Saved data entries:
▽
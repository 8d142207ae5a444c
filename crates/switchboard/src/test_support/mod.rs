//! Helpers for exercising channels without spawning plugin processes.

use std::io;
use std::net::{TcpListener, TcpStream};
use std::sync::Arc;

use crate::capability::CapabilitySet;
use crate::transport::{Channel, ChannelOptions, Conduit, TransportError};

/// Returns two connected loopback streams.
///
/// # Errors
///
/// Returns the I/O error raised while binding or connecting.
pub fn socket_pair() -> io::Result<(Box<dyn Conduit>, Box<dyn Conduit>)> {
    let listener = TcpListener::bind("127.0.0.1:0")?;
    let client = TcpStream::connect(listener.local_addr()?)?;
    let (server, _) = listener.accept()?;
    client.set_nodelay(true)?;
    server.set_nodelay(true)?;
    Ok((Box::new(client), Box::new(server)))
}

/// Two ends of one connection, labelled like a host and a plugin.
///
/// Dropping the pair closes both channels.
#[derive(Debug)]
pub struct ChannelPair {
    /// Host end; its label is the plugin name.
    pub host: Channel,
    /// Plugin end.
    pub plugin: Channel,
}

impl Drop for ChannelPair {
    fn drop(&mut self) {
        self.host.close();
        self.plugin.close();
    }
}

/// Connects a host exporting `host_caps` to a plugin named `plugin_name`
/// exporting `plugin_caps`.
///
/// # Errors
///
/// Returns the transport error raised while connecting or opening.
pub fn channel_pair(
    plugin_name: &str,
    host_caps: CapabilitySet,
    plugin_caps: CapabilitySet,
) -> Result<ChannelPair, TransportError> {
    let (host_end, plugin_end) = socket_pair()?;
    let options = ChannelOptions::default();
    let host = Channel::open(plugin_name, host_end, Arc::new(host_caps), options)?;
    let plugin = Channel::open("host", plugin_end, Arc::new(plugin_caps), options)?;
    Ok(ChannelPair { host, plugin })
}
△
▽
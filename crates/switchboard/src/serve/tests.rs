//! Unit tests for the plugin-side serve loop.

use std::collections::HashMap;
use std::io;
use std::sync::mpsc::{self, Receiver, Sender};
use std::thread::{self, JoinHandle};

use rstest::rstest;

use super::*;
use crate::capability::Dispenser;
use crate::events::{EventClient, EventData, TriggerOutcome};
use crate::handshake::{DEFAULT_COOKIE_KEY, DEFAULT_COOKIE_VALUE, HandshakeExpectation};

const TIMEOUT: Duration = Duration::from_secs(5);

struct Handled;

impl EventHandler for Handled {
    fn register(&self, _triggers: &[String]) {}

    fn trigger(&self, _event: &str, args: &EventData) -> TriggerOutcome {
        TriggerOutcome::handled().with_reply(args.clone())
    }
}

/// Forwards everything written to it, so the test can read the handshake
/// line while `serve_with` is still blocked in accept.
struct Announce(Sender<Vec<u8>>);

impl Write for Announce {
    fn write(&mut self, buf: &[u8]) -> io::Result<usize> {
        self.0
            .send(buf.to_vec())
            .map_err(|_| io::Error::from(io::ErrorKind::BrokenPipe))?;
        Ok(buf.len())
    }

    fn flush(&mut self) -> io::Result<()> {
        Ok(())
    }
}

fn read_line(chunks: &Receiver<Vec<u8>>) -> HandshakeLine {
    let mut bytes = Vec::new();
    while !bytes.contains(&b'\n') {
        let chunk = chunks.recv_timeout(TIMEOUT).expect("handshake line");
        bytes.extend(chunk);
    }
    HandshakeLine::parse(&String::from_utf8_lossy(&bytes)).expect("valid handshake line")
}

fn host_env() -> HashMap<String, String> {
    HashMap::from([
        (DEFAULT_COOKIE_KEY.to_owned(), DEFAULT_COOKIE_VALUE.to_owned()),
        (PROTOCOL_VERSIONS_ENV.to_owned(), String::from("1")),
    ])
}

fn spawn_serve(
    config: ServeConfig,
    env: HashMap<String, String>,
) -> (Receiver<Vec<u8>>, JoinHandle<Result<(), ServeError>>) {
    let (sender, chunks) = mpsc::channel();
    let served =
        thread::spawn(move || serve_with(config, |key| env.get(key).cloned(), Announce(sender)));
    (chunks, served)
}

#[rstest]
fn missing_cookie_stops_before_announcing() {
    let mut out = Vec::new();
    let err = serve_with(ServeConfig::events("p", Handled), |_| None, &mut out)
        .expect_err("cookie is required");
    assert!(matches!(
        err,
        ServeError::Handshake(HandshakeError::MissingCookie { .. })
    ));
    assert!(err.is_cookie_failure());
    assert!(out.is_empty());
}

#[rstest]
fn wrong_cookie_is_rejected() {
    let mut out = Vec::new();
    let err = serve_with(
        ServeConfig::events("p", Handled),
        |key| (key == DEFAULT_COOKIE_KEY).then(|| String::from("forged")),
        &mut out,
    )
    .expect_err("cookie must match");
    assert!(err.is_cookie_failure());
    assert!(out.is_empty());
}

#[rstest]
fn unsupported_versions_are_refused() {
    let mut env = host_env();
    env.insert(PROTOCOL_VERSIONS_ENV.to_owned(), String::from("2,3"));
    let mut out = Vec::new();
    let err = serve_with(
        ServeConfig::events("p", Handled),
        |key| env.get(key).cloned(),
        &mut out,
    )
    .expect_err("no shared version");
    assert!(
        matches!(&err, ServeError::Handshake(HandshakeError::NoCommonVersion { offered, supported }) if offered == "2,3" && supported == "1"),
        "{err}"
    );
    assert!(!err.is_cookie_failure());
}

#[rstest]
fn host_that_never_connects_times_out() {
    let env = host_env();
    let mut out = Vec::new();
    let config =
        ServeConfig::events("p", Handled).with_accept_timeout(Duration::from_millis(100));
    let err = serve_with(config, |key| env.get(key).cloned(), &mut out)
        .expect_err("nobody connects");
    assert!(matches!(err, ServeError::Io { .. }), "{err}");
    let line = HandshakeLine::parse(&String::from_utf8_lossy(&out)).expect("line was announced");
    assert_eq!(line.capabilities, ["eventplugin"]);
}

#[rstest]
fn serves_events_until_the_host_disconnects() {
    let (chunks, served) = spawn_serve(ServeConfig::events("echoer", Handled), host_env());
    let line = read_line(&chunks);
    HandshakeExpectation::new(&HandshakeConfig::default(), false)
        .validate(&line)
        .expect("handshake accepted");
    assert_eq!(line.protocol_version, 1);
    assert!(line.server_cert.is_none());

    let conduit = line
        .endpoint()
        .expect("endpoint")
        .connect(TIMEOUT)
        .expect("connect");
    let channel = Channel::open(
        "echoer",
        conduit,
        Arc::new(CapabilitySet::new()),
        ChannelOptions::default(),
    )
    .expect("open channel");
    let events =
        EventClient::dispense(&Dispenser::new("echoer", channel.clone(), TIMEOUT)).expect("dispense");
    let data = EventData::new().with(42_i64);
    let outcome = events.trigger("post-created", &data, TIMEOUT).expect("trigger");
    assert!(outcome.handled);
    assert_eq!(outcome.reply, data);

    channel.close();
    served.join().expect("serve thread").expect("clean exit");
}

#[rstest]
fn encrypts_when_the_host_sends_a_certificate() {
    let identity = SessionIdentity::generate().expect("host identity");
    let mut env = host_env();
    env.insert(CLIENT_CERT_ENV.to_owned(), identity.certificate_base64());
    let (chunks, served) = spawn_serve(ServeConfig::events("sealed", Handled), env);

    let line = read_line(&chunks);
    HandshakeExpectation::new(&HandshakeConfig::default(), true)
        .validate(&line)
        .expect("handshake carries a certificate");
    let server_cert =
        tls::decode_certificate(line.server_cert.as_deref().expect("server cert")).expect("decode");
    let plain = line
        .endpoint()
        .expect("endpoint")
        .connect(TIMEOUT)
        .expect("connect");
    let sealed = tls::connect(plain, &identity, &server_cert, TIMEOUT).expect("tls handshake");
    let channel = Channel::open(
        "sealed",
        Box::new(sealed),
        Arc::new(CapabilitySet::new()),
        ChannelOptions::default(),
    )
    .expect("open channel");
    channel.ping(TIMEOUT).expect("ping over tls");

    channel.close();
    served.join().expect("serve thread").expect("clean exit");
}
△
▶ [EXERCISE DESCRIPTION] Copy out every line from the data above that has "self" in it.

▶ [RESPONSE TO THIS EXERCISE]
    fn drop(&mut self) {
        self.host.close();
        self.plugin.close();
use std::sync::mpsc::{self, Receiver, Sender};
use std::thread::{self, JoinHandle};
    fn register(&self, _triggers: &[String]) {}
    fn trigger(&self, _event: &str, args: &EventData) -> TriggerOutcome {
    fn write(&mut self, buf: &[u8]) -> io::Result<usize> {
        self.0
    fn flush(&mut self) -> io::Result<()> {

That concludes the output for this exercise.